Learn how to effectively implement emptyDir memory for pods, with hands-on use cases for temporary data handling in Kubernetes.

When it comes to temporarily storing the data, Kubernetes provides few options for ephemeral volumes. These options include storing data on the host node (disk, memory) and using ephemeral local volumes.

When applications need to work with data that can be discarded after processing and does not need persistent storage, these ephemeral volumes come in handy.

emptyDir is one such volume option that is easiest to work with. emptyDirvolume is created when a pod is assigned to a node and is deleted when the pod is removed.

Think emptyDir as a scratchpad memory for Pods.

Unlike persistent volumes that outlive pod lifecycles, emptyDir exists solely for its pod’s lifespan, making it perfect for temporary data storage and sharing between containers within the same pod.

This post will explore the emptyDir theory, its lifecycle, and practical use cases for the effective use ofemptyDirin your clusters.


Table of Contents


Key Details about emptyDir


Lifecycle of emptyDir

Node Operations

  • A pod is assigned to a node, triggering the creation of an emptyDirvolume. This volume is initially empty and ready for use by the pod’s containers.
  • Depending on the configuration, the node stores the emptyDir volume on disk or in memory (if specified as a tmpfs).

Pod Operations

Creation

  • The emptyDir volume is created on the node as soon as the pod is scheduled to run on that node.
  • This volume is accessible to all containers within the pod, providing a shared space for data storage and exchange.

Usage:

  • Containers within the pod can read from and write to the emptyDirvolume, using it to store data needed during the pod’s lifecycle temporarily.
  • The volume supports simultaneous access from multiple containers, allowing efficient data sharing and communication.
  • If a container crashes, the data in emptyDir remains unaffected, ensuring data persistence across the container restarts within the pod’s lifecycle.
  • Containers can mount the emptyDir volume at the same or different paths, offering flexibility in how the shared storage is used.

Deletion:

  • Once the pod is removed from the node for any reason (e.g., pod deletion, node drain), the emptyDir volume, and all its data are deleted.
  • This deletion ensures that temporary data stored in the emptyDir volume does not persist beyond the lifecycle of the pod.

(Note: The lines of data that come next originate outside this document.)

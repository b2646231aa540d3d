//! Show the actions a model response would produce

use crate::cli::app::ActionsArgs;
use crate::cli::{Context, read_input};
use anyhow::Result;
use autofix_core::actions::{ActionParser, DiffStat, FileOp, LocalWorkspace};
use std::sync::Arc;

pub async fn execute(args: ActionsArgs, ctx: &Context) -> Result<()> {
    let response = read_input(args.file.as_deref()).await?;
    let parser = ActionParser::new(Arc::new(LocalWorkspace::new(&ctx.root)), ctx.config.safety.build()?);
    let actions = parser.parse(&response).await;

    if args.json {
        println!("{}", serde_json::to_string_pretty(&actions)?);
        return Ok(());
    }

    if actions.is_empty() {
        println!("No actions found.");
        return Ok(());
    }

    for action in &actions.files {
        let detail = match (action.op, &action.prior_content, &action.new_content) {
            (FileOp::Edit, Some(old), Some(new)) => format!(" ({})", DiffStat::between(old, new)),
            (FileOp::Create, _, Some(new)) => format!(" ({} lines)", new.lines().count()),
            _ => String::new(),
        };
        let gate = if action.requires_approval() { "  [needs approval]" } else { "" };
        println!("  {}{}{}", action.describe(), detail, gate);
    }
    for action in &actions.commands {
        let gate = if action.is_dangerous { "  [needs approval]" } else { "" };
        println!("  run `{}`{}", action.command, gate);
    }
    Ok(())
}
use once_cell::sync::Lazy;
use regex::{Captures, Regex, RegexSet};
use std::collections::HashSet;
use tracing::{debug, warn};

use super::rules::{ErrorRule, Extractor, FILE_HEADER_PATTERN, INDICATOR_PATTERN, NOISE, RULES};
use super::{ErrorKind, ParsedError, Severity};

static ANSI_ESCAPE: Lazy<Regex> =
    Lazy::new(|| Regex::new(r"\x1b\[[0-9;?]*[A-Za-z]").expect("Invalid regex pattern"));

static INDICATORS: Lazy<Regex> =
    Lazy::new(|| Regex::new(INDICATOR_PATTERN).expect("Invalid regex pattern"));

static FILE_HEADER: Lazy<Regex> =
    Lazy::new(|| Regex::new(FILE_HEADER_PATTERN).expect("Invalid regex pattern"));

struct CompiledRule {
    rule: &'static ErrorRule,
    regexes: Vec<Regex>,
}

static COMPILED: Lazy<Vec<CompiledRule>> = Lazy::new(|| {
    RULES
        .iter()
        .map(|rule| CompiledRule {
            rule,
            regexes: rule
                .patterns
                .iter()
                .filter_map(|pattern| match Regex::new(pattern) {
                    Ok(re) => Some(re),
                    Err(e) => {
                        warn!("Skipping invalid pattern in rule {}: {}", rule.name, e);
                        None
                    }
                })
                .collect(),
        })
        .collect()
});

static RULE_SET: Lazy<Option<RegexSet>> = Lazy::new(|| {
    let patterns = RULES.iter().flat_map(|rule| rule.patterns.iter().copied());
    match RegexSet::new(patterns) {
        Ok(set) => Some(set),
        Err(e) => {
            warn!("Failed to build rule set: {}", e);
            None
        }
    }
});

/// Result of running detection over tool output
#[derive(Debug, Clone, Default)]
pub struct Detection {
    pub errors: Vec<ParsedError>,
    /// The output looks like a failure but no rule recognised it
    pub classification_miss: bool,
}

/// Whether the text contains anything that looks like an error
pub fn has_errors(raw: &str) -> bool {
    let text = strip_ansi(raw);
    matches_any(&text)
}

/// Classify raw tool output into deduplicated, ordered errors
pub fn classify(raw: &str) -> Vec<ParsedError> {
    let text = strip_ansi(raw);
    if !matches_any(&text) {
        return Vec::new();
    }

    let mut found = Vec::new();
    for compiled in COMPILED.iter() {
        for re in &compiled.regexes {
            for caps in re.captures_iter(&text) {
                if let Some(error) = extract(compiled.rule, &caps, &text) {
                    found.push(error);
                }
            }
        }
    }

    let mut errors = dedupe(found);
    errors.sort_by_key(|e| (e.severity, e.line.unwrap_or(u32::MAX)));
    debug!("Classified {} errors", errors.len());
    errors
}

/// Classify and flag output that looks failed but was not recognised
pub fn detect(raw: &str) -> Detection {
    let errors = classify(raw);
    let classification_miss = errors.is_empty() && has_errors(raw);
    if classification_miss {
        debug!("Output contains error indicators but no rule matched");
    }
    Detection {
        errors,
        classification_miss,
    }
}

/// Repair order, lower first
pub fn fix_priority(error: &ParsedError) -> u8 {
    match error.kind {
        ErrorKind::Syntax => 0,
        ErrorKind::TypeError => 1,
        ErrorKind::MissingModule => 2,
        ErrorKind::Lint => 3,
        ErrorKind::Runtime => 4,
        ErrorKind::Build => 5,
        ErrorKind::Test => 6,
        ErrorKind::Other => 7,
    }
}

fn strip_ansi(raw: &str) -> std::borrow::Cow<'_, str> {
    ANSI_ESCAPE.replace_all(raw, "")
}

fn matches_any(text: &str) -> bool {
    INDICATORS.is_match(text) || RULE_SET.as_ref().is_some_and(|set| set.is_match(text))
}

fn extract(rule: &ErrorRule, caps: &Captures<'_>, text: &str) -> Option<ParsedError> {
    let msg = caps.name("msg")?.as_str().trim();
    if msg.is_empty() || is_noise(msg) {
        return None;
    }
    let message = match rule.template {
        Some(template) => template.replace("{msg}", msg),
        None => msg.to_string(),
    };

    let whole = caps.get(0)?;
    let mut file = caps.name("file").map(|m| normalize_path(m.as_str()));
    if file.is_none() && rule.extractor == Extractor::FileHeader {
        file = FILE_HEADER
            .captures_iter(&text[..whole.start()])
            .last()
            .map(|header| normalize_path(&header["file"]));
    }

    let severity = caps
        .name("severity")
        .and_then(|m| Severity::from_label(m.as_str()))
        .unwrap_or(rule.severity);

    Some(ParsedError {
        kind: rule.kind,
        severity,
        message,
        file,
        line: caps.name("line").and_then(|m| m.as_str().parse().ok()),
        column: caps.name("col").and_then(|m| m.as_str().parse().ok()),
        code: caps.name("code").map(|m| m.as_str().to_string()),
        rule: caps.name("rule").map(|m| m.as_str().to_string()),
        framework: rule.framework.map(str::to_string),
        suggestion: rule.suggestion.map(str::to_string),
        raw_text: whole.as_str().trim_end().to_string(),
    })
}

fn is_noise(message: &str) -> bool {
    let lower = message.to_lowercase();
    NOISE.iter().any(|noise| lower.contains(noise))
}

fn normalize_path(path: &str) -> String {
    path.trim().trim_start_matches("./").replace('\\', "/")
}

/// Keep the first occurrence of each identity, then drop location-less
/// records whose message is already reported with a location
fn dedupe(found: Vec<ParsedError>) -> Vec<ParsedError> {
    let mut seen = HashSet::new();
    let unique: Vec<ParsedError> = found.into_iter().filter(|e| seen.insert(e.identity())).collect();

    let located: HashSet<&str> = unique
        .iter()
        .filter(|e| e.file.is_some())
        .map(|e| e.message.as_str())
        .collect();
    let redundant: Vec<bool> = unique
        .iter()
        .map(|e| e.file.is_none() && located.contains(e.message.as_str()))
        .collect();

    unique
        .into_iter()
        .zip(redundant)
        .filter_map(|(e, drop)| (!drop).then_some(e))
        .collect()
}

Practical use cases of emptyDir

1. Log Aggregation and Processing

Scenario: An application generates logs that must be aggregated, processed, or monitored in real time. An emptyDir volume can act as a centralized log directory where an application within the pod writes its logs. A separate container within the same pod can then process these logs, perform real-time analysis, or forward them to a centralized logging service.

This was one of the use cases I recently had to implement within my organization. We had an open-source application that created multiple log files based on the type of the log message. The Dev team needed all these logs in our central log store for analysis/ debugging.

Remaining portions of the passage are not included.